People

Lab Members

Erin Spear

Principal investigator

Dr. Erin Spear started as a Staff Scientist at the Smithsonian Tropical Research Institute (STRI) in Panama in 2022. She has conducted research in the forests of Panama since 2009. Her research intersects disease ecology (who gets sick from what, where, and why), mycology (the study of fungi), and community ecology (how different species and the environment interact and how do those interactions shape a community).

Her work addresses two key questions in ecology: (1) How do multiple species intensely competing for the same resources coexist in diverse communities, in other words why doesn’t the best competitor win and the losers disappear?; and (2) What factors exclude certain species from otherwise suitable habitats? As STRI’s Forest Microbial Ecologist generously funded by the Simons Foundation, Dr. Spear is developing novel approaches for understanding the distributions of microorganisms across host plants, geographic space, and time to transform microbial research in the tropics. Previously she received a Ph.D. in Biology from the University of Utah, served as a postdoctoral researcher at Stanford University, and was tenure-track faculty at Regis University in Denver, Colorado.

Javier Ballesteros

Lab Manager

Javier has over 20 years of experience working at STRI and has been an integral contributor to numerous projects focused on plant-microbe interactions.

Dr. Dale L. Forrister

Postdoctoral Research Fellow

Dale, a native of Vermont, fell in love with tropical rainforests and their complexity in 2014 as a field assistant in Yasuní, Ecuador. This led him to complete his Ph.D. at the Univ. of Utah with Drs. Lissy Coley and Tom Kursar, using untargeted metabolomics to understand spatiotemporal changes in plant chemistry, and the ecological and evolutionary implications for tree-herbivore interactions. Dale is excited to use his background in metabolomics to explore whether pathogen pressure shapes the metabolome of tropical forest seedlings across a tropical rainfall gradient.

Kerrin Cha

Intern

Kerrin Cha, a California native, is an incoming freshman at Northwestern University. She plans to study Biology and Social Policy, and she joined the lab to learn more about plant pathogens and their role in forest health. As she continues her studies, she hopes to combine research and policy in environmental conservation efforts.

María Teresa Sosa

Intern

María Teresa is currently studying Biology and Environmental Science at the Universidad de Navarra in Pamplona, Spain. Her growing interest in microbiology and forest ecology brought her to Dr. Spear’s lab. Born in Panama, she hopes to contribute to tropical research in the future.

Matéo Vaucouleur

Intern

Matéo is a French student in ecology and evolution at Ecole Normale Supérieure in Paris. His internship in the lab combines his great interest in interspecific relationships and his desire to discover the tropical rainforest.

Dillon Wheeler

Intern

Dillon Wheeler, a recent graduate of Lee University in Tennessee, is fascinated by the ecological and evolutionary principles governing interspecific interactions, especially plant-mediated symbioses within tropical systems.

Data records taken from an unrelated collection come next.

mod inner;
mod markov_state;

use crate::{Error, exe::ExeForMarkov, extract_exe};
use inner::MarkovInner;
pub use markov_state::MarkovState;
use parking_lot::Mutex;
use std::{path::PathBuf, sync::Arc};

/// Snapshot of a chain's persistent statistics.
#[derive(Debug, Clone, Copy, PartialEq)]
pub struct MarkovStats {
    pub time: u64,
    pub time_to_leave: [f64; 4],
    pub weight: [[u32; 4]; 4],
    pub state: MarkovState,
    pub change_timestamp: u64,
}

/// A continuous-time 4-state markov chain over the joint running status of
/// two exes.
///
/// A chain is jointly owned by its two participants: each exe's markov list
/// holds a clone of this handle, and the chain itself holds weak handles
/// back. Tearing down either exe drops the chain from both lists.
#[derive(Debug, Clone)]
pub struct Markov(pub(crate) Arc<Mutex<MarkovInner>>);

impl Markov {
    pub fn new(exe_a: ExeForMarkov, exe_b: ExeForMarkov) -> Self {
        Self(Arc::new(Mutex::new(MarkovInner::new(exe_a, exe_b))))
    }

    /// Initialize state and statistics for a chain created mid-run, then
    /// link it into both participants.
    pub fn with_initialize(
        self,
        state_time: u64,
        last_running_timestamp: u64,
    ) -> Result<Markov, Error> {
        {
            let lock = &mut self.0.lock();
            lock.initialize(state_time, last_running_timestamp)?;
            extract_exe!(lock.exe_a).markovs.push(self.clone());
            extract_exe!(lock.exe_b).markovs.push(self.clone());
        }
        Ok(self)
    }

    /// Link into both participants without touching the statistics. Used
    /// when restoring chains from the state file.
    pub fn linked(self) -> Result<Markov, Error> {
        {
            let lock = &mut self.0.lock();
            extract_exe!(lock.exe_a).markovs.push(self.clone());
            extract_exe!(lock.exe_b).markovs.push(self.clone());
        }
        Ok(self)
    }

    pub fn state_changed(&self, state_time: u64, last_running_timestamp: u64) -> Result<(), Error> {
        self.0
            .lock()
            .state_changed(state_time, last_running_timestamp)
    }

    /// Recompute the state from the exes' running flags.
    pub fn set_state(&self, last_running_timestamp: u64) -> Result<(), Error> {
        self.0.lock().set_state(last_running_timestamp)
    }

    /// Accrue simultaneous running time while in state 3.
    pub fn increase_time(&self, period: u64) {
        let mut markov = self.0.lock();
        if markov.state == MarkovState::BothRunning {
            markov.time += period;
        }
    }

    pub fn correlation(&self, state_time: u64) -> Result<f64, Error> {
        self.0.lock().correlation(state_time)
    }

    pub fn bid_in_exes(
        &self,
        use_correlation: bool,
        state_time: u64,
        cycle: f64,
    ) -> Result<(), Error> {
        self.0
            .lock()
            .bid_in_exes(use_correlation, state_time, cycle)
    }

    /// Paths of the two participants, in order.
    pub fn paths(&self) -> Result<(PathBuf, PathBuf), Error> {
        let lock = self.0.lock();
        let a = extract_exe!(lock.exe_a).path.clone();
        let b = extract_exe!(lock.exe_b).path.clone();
        Ok((a, b))
    }

    /// Sequence numbers of the two participants, in order.
    pub fn seqs(&self) -> Result<(Option<u64>, Option<u64>), Error> {
        let lock = self.0.lock();
        let a = extract_exe!(lock.exe_a).seq;
        let b = extract_exe!(lock.exe_b).seq;
        Ok((a, b))
    }

    pub fn stats(&self) -> MarkovStats {
        let lock = self.0.lock();
        MarkovStats {
            time: lock.time,
            time_to_leave: lock.time_to_leave,
            weight: lock.weight,
            state: lock.state,
            change_timestamp: lock.change_timestamp,
        }
    }

    /// Overwrite the persistent statistics (state-file restore).
    pub fn set_stats(&self, time: u64, time_to_leave: [f64; 4], weight: [[u32; 4]; 4]) {
        let mut lock = self.0.lock();
        lock.time = time;
        lock.time_to_leave = time_to_leave;
        lock.weight = weight;
    }
}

As an intern in Dr. Spear’s DEATH Lab, he is working with Dr. Dale Forrister, examining the impact of rainfall levels on sapling-pathogen associations and using high-throughput bioassays to quantify the antifungal properties of secondary metabolites extracted from tropical saplings. In August 2023, he will be joining Dr. Sunshine Van Bael’s lab at Tulane University, applying his experience from STRI to explore the ecology of plant-fungal mutualisms

Blaine Martin

Blaine, a native of Arkansas, is interested in biotic interactions and the maintenance of biodiversity, as well as the abiotic factors structuring communities. As an Environmental Biology graduate at Tulane University in the Sunshine Van Bael lab, he completed an honors thesis on tropical liana adventitious roots and fungal colonization.  Collecting these samples at STRI inspired him to return to the tropical forest system. With his background in mycorrhizal mutualisms, he hopes to explore tropical disease ecology and the role of pathogenic microbes in maintaining forest structure.

Lab Alumni

Omayra Melendez

Omayra (left) was in intern in the lab for two projects. One was led by Dr. Camille Delavaux (right), describing soil microbial communities and their role in global forest diversity. Most recently, she was an intern for the NSF-funded project exploring how sharing resistance gene alleles affects pathogen transmission and growth and she is now a research technician for that project.